**Exercise brief:** Copy out all lines of the records in which the word "data" appears.

--- START ---

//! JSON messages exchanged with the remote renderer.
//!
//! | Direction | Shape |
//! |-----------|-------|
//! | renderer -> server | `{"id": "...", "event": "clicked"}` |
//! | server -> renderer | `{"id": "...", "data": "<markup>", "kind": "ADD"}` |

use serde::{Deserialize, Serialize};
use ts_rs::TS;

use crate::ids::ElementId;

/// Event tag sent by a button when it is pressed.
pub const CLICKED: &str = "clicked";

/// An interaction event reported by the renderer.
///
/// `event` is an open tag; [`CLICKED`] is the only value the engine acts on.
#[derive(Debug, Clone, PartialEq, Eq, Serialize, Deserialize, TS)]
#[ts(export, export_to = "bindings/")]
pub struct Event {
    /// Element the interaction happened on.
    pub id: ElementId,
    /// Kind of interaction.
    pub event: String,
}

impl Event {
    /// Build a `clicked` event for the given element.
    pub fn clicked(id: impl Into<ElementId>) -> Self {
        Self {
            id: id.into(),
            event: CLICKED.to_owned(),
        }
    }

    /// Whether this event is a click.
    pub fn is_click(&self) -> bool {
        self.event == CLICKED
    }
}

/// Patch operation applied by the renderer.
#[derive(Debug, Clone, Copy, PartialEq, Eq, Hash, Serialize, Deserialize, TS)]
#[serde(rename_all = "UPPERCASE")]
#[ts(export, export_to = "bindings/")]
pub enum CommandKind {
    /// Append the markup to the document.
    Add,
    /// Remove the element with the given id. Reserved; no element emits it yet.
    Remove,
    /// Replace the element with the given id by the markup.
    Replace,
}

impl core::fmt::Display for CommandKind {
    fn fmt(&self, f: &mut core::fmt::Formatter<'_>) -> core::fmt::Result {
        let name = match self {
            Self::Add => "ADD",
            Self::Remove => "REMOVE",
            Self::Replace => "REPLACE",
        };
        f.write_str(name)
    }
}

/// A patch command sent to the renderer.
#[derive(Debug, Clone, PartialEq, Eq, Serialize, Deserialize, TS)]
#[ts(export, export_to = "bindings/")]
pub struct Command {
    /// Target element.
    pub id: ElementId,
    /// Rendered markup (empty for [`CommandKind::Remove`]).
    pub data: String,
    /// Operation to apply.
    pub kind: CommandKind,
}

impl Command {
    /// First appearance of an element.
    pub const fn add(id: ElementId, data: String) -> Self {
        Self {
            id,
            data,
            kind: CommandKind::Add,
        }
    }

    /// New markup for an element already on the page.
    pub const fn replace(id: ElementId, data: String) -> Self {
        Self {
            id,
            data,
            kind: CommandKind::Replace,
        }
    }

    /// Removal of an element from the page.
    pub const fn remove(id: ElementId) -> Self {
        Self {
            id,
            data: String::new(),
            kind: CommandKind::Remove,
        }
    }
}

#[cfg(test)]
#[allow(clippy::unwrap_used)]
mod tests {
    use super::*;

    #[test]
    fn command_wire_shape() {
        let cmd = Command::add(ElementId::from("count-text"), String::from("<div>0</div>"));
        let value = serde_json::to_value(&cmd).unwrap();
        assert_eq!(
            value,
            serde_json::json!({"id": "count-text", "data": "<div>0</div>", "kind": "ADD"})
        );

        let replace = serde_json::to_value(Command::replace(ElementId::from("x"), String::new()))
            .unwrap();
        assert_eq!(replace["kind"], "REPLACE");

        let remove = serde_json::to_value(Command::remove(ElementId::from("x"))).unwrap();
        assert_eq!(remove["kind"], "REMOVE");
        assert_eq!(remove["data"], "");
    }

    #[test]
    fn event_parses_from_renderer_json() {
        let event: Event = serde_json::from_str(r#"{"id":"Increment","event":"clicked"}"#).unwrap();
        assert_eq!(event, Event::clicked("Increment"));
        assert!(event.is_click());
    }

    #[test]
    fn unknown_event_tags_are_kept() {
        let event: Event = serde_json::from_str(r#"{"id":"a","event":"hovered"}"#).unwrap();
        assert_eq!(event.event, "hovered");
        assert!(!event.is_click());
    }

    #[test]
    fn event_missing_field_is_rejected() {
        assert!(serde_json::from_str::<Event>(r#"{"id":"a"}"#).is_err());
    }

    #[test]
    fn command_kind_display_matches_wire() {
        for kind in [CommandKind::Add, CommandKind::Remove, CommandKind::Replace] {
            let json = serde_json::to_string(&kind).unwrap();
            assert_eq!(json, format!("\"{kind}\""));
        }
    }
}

--- END ---

**Reply to the exercise:**
//! | server -> renderer | `{"id": "...", "data": "<markup>", "kind": "ADD"}` |
    pub data: String,
    pub const fn add(id: ElementId, data: String) -> Self {
            data,
    pub const fn replace(id: ElementId, data: String) -> Self {
            data,
            data: String::new(),
            serde_json::json!({"id": "count-text", "data": "<div>0</div>", "kind": "ADD"})
        assert_eq!(remove["data"], "");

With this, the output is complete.